- **The task**
Select, from the material below, each line with "slug" in it.

════════════════

//! PostgreSQL integration tests
//!
//! These tests use a shared PostgreSQL container for efficiency.
//! Run with:
//!
//! ```bash
//! cargo test -p store --test postgres_integration -- --test-threads=1
//! ```

use std::sync::Arc;

use chrono::Utc;
use common::{ActorId, AggregateId, RecordId};
use domain::{
    AuditStamp, ChildKind, CustomerId, Money, Order, OrderLine, OrderStatus, Payment,
    PaymentMethod, PaymentStatus, Product, ProductStatus, ProductVariant,
};
use serial_test::serial;
use sqlx::PgPool;
use store::{
    ConnectionExt, OrderRepository, PaymentRepository, PostgresStore, ProductChildRepository,
    ProductRepository, Store, StoreError, TransactionScope, Transactional,
};
use testcontainers::{ContainerAsync, runners::AsyncRunner};
use testcontainers_modules::postgres::Postgres;
use tokio::sync::OnceCell;

/// Shared container info - container stays alive for all tests
struct ContainerInfo {
    #[allow(dead_code)] // Container must stay alive for tests
    container: ContainerAsync<Postgres>,
    connection_string: String,
}

/// Global shared container
static CONTAINER: OnceCell<Arc<ContainerInfo>> = OnceCell::const_new();

async fn get_container_info() -> Arc<ContainerInfo> {
    CONTAINER
        .get_or_init(|| async {
            let container = Postgres::default().start().await.unwrap();

            let host = container.get_host().await.unwrap();
            let port = container.get_host_port_ipv4(5432).await.unwrap();

            let connection_string =
                format!("postgres://postgres:postgres@{}:{}/postgres", host, port);

            let temp_pool = PgPool::connect(&connection_string).await.unwrap();

            for migration in [
                include_str!("../../../migrations/001_create_catalog_tables.sql"),
                include_str!("../../../migrations/002_create_order_tables.sql"),
            ] {
                sqlx::raw_sql(migration).execute(&temp_pool).await.unwrap();
            }

            temp_pool.close().await;

            Arc::new(ContainerInfo {
                container,
                connection_string,
            })
        })
        .await
        .clone()
}

/// Get a fresh store with its own pool and cleared tables
async fn get_test_store() -> PostgresStore {
    let info = get_container_info().await;

    let pool = sqlx::postgres::PgPoolOptions::new()
        .max_connections(5)
        .connect(&info.connection_string)
        .await
        .unwrap();

    sqlx::query("TRUNCATE TABLE products, orders CASCADE")
        .execute(&pool)
        .await
        .unwrap();

    PostgresStore::new(pool)
}

fn product(sku: &str) -> Product {
    Product {
        id: AggregateId::new(),
        name: format!("Product {}", sku),
        slug: sku.to_lowercase(),
        sku: sku.to_string(),
        description: Some("integration".to_string()),
        price: Money::from_cents(2500),
        stock_quantity: 10,
        status: ProductStatus::Active,
        audit: AuditStamp::created(ActorId::system(), Utc::now()),
    }
}

fn variant(product_id: AggregateId, sku: &str) -> ProductVariant {
    ProductVariant {
        id: RecordId::new(),
        product_id,
        sku: sku.to_string(),
        name: sku.to_string(),
        price: Money::from_cents(2500),
        stock_quantity: 3,
        created_at: Utc::now(),
    }
}

#[tokio::test]
#[serial]
async fn insert_and_load_product_aggregate() {
    let store = get_test_store().await;
    let mut conn = store.connect().await.unwrap();
    let p = product("PG-1");

    conn.insert_product(&p).await.unwrap();
    conn.insert_variant(&variant(p.id, "PG-1-RED")).await.unwrap();

    let loaded = conn.load_product_aggregate(p.id).await.unwrap().unwrap();
    assert_eq!(loaded.product.sku, "PG-1");
    assert_eq!(loaded.product.status, ProductStatus::Active);
    assert_eq!(loaded.variants.len(), 1);
    assert_eq!(loaded.variants[0].sku, "PG-1-RED");
}

#[tokio::test]
#[serial]
async fn unique_violation_is_classified() {
    let store = get_test_store().await;
    let mut conn = store.connect().await.unwrap();

    conn.insert_product(&product("PG-DUP")).await.unwrap();
    let mut clash = product("PG-DUP");
    clash.slug = "another-slug".to_string();

    let err = conn.insert_product(&clash).await.unwrap_err();
    match err {
        StoreError::UniqueViolation { constraint } => assert_eq!(constraint, "products_sku_key"),
        other => panic!("expected unique violation, got {:?}", other),
    }
}

#[tokio::test]
#[serial]
async fn child_failure_inside_transaction_keeps_transaction_usable() {
    let store = get_test_store().await;
    let mut conn = store.connect().await.unwrap();
    let p = product("PG-SP");

    conn.begin().await.unwrap();
    conn.insert_product(&p).await.unwrap();
    conn.insert_variant(&variant(p.id, "PG-SP-1")).await.unwrap();

    let err = conn
        .insert_variant(&variant(p.id, "PG-SP-1"))
        .await
        .unwrap_err();
    assert!(err.is_item_level());

    conn.insert_variant(&variant(p.id, "PG-SP-2")).await.unwrap();
    conn.commit().await.unwrap();

    let variants = conn.variants_for_product(p.id).await.unwrap();
    assert_eq!(variants.len(), 2);
}

#[tokio::test]
#[serial]
async fn scope_rollback_leaves_no_rows() {
    let store = get_test_store().await;
    let p = product("PG-RB");
    let id = p.id;

    let mut scope = TransactionScope::new(store.connect().await.unwrap());
    let result: Result<(), StoreError> = scope
        .run_in_transaction(move |conn| {
            Box::pin(async move {
                conn.insert_product(&p).await?;
                conn.insert_variant(&variant(p.id, "PG-RB-1")).await?;
                Err(StoreError::Unavailable("simulated".into()))
            })
        })
        .await;
    assert!(result.is_err());

    let mut conn = store.connect().await.unwrap();
    assert!(conn.product_by_id(id).await.unwrap().is_none());
    assert!(conn.variant_by_sku("PG-RB-1").await.unwrap().is_none());
}

#[tokio::test]
#[serial]
async fn delete_children_by_kind() {
    let store = get_test_store().await;
    let mut conn = store.connect().await.unwrap();
    let p = product("PG-DEL");

    conn.insert_product(&p).await.unwrap();
    conn.insert_variant(&variant(p.id, "PG-DEL-1")).await.unwrap();
    conn.insert_variant(&variant(p.id, "PG-DEL-2")).await.unwrap();

    let removed = conn.delete_children(p.id, ChildKind::Variant).await.unwrap();
    assert_eq!(removed, 2);
    assert!(conn.delete_product(p.id).await.unwrap());
    assert!(!conn.delete_product(p.id).await.unwrap());
}

#[tokio::test]
#[serial]
async fn order_with_lines_and_payment_round_trip() {
    let store = get_test_store().await;
    let mut conn = store.connect().await.unwrap();
    let customer = CustomerId::new();
    let order = Order {
        id: AggregateId::new(),
        order_number: "ORD-20260101-000001".to_string(),
        customer_id: customer,
        status: OrderStatus::Pending,
        payment_method: PaymentMethod::Card,
        shipping_address: "1 Main St".to_string(),
        subtotal: Money::from_cents(5000),
        tax: Money::from_cents(500),
        shipping_fee: Money::from_cents(300),
        discount: Money::zero(),
        total: Money::from_cents(5800),
        gift_card_code: None,
        audit: AuditStamp::created(ActorId::new(customer.to_string()), Utc::now()),
    };
    conn.insert_order(&order).await.unwrap();

    for (i, sku) in ["A", "B"].iter().enumerate() {
        conn.insert_order_line(&OrderLine {
            id: RecordId::new(),
            order_id: order.id,
            product_id: AggregateId::new(),
            variant_id: None,
            product_name: format!("Item {}", sku),
            sku: sku.to_string(),
            quantity: i as u32 + 1,
            unit_price: Money::from_cents(2500),
            line_total: Money::from_cents(2500).times(i as u32 + 1),
        })
        .await
        .unwrap();
    }

    conn.insert_payment(&Payment {
        id: RecordId::new(),
        order_id: order.id,
        amount: order.total,
        method: PaymentMethod::Card,
        status: PaymentStatus::Pending,
        transaction_id: Some("PAY-0001".to_string()),
        payment_url: Some("https://pay.example/PAY-0001".to_string()),
        qr_url: None,
        failure_reason: None,
        created_at: Utc::now(),
    })
    .await
    .unwrap();

    let loaded = conn.load_order_aggregate(order.id).await.unwrap().unwrap();
    assert_eq!(loaded.order.order_number, order.order_number);
    assert_eq!(loaded.order.total, Money::from_cents(5800));
    assert_eq!(loaded.order.payment_method, PaymentMethod::Card);
    assert_eq!(loaded.lines.len(), 2);
    assert_eq!(loaded.lines[0].sku, "A");
    assert_eq!(loaded.payments.len(), 1);

    let by_number = conn
        .order_by_number("ORD-20260101-000001")
        .await
        .unwrap()
        .unwrap();
    assert_eq!(by_number.id, order.id);
}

════════════════

- **Response to this exercise**
        slug: sku.to_lowercase(),
    clash.slug = "another-slug".to_string();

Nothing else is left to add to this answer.